(Stored data entries)
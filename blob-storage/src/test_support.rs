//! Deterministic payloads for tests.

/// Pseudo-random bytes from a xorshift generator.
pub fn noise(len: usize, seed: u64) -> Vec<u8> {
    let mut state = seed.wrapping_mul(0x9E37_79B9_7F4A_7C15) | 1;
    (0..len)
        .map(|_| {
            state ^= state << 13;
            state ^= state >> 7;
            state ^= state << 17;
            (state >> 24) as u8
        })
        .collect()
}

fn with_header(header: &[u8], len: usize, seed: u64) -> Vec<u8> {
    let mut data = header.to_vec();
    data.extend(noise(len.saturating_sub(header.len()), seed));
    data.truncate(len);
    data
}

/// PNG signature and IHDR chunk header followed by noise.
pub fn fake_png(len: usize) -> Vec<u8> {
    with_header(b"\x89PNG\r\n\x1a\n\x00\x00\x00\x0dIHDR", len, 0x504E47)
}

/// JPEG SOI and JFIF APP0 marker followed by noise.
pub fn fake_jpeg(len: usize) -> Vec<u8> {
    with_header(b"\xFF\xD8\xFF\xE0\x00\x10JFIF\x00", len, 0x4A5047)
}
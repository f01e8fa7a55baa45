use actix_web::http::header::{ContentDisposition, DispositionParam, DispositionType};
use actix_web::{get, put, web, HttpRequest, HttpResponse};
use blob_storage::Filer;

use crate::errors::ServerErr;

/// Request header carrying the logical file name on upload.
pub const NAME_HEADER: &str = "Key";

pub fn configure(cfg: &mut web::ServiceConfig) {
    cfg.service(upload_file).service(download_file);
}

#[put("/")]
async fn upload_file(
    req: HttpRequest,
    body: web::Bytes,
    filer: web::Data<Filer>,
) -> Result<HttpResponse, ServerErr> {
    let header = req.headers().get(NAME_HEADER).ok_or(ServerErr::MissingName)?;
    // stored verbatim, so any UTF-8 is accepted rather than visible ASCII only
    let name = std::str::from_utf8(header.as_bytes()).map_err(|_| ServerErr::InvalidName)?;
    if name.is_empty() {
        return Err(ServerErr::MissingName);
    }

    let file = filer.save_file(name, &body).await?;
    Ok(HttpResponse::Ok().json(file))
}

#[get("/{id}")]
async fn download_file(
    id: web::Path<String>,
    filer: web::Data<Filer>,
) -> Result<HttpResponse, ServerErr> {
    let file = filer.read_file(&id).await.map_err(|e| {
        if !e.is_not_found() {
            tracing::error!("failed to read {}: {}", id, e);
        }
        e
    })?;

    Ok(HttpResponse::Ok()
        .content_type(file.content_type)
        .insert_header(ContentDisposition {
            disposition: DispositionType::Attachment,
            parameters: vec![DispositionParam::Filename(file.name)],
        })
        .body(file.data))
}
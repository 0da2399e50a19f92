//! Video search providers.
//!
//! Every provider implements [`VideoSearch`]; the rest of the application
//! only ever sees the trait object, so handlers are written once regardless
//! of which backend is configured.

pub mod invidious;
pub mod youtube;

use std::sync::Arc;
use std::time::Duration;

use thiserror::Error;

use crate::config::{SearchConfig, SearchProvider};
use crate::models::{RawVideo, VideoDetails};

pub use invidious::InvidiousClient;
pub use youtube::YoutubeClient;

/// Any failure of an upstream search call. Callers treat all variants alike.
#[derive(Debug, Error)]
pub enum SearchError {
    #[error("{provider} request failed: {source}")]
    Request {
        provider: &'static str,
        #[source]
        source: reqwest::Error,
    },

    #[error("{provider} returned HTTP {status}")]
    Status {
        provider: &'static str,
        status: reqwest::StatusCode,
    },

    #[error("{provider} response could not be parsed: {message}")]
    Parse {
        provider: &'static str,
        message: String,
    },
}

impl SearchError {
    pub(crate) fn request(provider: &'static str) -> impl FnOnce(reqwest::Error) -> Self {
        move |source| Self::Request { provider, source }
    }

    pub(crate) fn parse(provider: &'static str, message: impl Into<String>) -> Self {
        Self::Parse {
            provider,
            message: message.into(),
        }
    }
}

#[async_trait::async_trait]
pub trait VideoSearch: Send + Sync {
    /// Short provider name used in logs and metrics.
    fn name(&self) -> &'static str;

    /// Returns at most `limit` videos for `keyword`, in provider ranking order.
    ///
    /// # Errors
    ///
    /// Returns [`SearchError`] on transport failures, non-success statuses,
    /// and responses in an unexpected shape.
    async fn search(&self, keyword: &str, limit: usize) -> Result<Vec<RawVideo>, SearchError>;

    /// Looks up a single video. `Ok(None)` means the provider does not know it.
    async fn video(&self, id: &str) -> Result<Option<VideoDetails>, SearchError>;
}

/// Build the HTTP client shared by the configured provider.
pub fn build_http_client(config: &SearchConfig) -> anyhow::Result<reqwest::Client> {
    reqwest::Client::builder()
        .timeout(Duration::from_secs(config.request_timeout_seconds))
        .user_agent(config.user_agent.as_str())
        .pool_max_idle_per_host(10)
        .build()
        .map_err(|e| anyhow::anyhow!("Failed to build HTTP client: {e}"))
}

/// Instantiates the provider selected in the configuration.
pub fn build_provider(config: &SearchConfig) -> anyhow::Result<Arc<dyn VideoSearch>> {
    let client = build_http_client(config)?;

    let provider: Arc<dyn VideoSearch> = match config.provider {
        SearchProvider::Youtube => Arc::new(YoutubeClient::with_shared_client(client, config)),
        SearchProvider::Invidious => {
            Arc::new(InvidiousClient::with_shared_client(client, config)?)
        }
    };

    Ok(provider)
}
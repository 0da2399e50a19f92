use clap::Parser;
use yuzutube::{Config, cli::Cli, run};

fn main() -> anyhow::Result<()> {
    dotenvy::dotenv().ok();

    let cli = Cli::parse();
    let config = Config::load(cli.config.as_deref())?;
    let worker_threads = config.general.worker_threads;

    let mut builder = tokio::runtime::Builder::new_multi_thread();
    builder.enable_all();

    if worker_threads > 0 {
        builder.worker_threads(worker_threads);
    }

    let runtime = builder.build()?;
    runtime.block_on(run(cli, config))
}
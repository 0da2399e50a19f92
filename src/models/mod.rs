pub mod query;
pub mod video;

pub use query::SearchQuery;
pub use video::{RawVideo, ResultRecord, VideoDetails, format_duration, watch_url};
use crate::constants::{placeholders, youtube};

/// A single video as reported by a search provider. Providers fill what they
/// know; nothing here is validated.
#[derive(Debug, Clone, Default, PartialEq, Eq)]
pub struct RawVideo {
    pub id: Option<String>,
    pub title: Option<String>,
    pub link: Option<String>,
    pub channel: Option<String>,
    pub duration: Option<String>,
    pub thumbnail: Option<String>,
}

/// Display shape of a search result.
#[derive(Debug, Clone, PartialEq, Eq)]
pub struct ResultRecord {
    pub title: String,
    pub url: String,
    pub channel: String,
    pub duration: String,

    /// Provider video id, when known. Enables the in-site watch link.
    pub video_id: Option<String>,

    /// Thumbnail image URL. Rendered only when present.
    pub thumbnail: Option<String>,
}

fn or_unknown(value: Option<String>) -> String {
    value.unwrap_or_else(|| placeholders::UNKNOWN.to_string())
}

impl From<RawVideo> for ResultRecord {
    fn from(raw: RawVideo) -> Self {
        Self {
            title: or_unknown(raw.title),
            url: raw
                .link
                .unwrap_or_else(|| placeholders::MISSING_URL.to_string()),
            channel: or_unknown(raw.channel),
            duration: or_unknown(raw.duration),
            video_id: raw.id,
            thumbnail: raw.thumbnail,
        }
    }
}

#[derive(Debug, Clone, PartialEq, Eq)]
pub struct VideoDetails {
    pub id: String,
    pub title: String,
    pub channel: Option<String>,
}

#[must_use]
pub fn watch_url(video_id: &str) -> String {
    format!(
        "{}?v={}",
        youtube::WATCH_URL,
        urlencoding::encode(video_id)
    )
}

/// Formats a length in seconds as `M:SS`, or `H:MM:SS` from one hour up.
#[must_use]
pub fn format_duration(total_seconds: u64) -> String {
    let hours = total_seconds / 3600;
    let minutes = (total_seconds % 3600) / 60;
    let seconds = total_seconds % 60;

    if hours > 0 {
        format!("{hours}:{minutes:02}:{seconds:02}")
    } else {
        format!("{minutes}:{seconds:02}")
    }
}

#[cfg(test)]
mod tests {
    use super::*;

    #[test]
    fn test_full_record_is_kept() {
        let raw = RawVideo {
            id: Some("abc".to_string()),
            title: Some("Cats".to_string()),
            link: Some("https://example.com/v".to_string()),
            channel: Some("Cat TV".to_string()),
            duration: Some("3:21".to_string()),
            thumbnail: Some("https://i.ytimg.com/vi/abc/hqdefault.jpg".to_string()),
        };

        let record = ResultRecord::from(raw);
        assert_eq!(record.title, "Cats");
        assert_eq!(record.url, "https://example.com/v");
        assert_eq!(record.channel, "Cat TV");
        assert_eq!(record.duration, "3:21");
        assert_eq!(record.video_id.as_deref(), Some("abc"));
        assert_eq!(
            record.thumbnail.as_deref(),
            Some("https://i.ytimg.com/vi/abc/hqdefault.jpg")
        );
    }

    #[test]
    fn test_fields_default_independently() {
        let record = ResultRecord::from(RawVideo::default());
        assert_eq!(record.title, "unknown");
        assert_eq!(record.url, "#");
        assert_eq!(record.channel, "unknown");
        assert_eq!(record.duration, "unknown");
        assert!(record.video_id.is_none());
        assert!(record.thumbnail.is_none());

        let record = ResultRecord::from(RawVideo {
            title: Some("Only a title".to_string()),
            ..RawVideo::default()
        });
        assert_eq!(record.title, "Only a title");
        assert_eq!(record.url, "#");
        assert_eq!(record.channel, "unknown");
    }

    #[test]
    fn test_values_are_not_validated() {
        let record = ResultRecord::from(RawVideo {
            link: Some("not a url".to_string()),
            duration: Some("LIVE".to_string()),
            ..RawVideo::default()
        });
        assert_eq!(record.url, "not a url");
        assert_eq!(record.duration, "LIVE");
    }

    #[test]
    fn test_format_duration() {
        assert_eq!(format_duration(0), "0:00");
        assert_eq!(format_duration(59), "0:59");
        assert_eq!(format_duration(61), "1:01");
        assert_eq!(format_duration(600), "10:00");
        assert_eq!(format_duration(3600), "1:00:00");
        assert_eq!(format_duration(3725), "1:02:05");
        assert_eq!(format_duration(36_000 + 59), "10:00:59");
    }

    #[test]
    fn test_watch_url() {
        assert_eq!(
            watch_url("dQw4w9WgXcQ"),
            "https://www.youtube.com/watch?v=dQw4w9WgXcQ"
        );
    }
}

● **What to produce**: Within the records above, each line containing "VideoDetails" is to be returned.

● **Exercise output**:
use crate::models::{RawVideo, VideoDetails};
    async fn video(&self, id: &str) -> Result<Option<VideoDetails>, SearchError>;
pub use video::{RawVideo, ResultRecord, VideoDetails, format_duration, watch_url};
pub struct VideoDetails {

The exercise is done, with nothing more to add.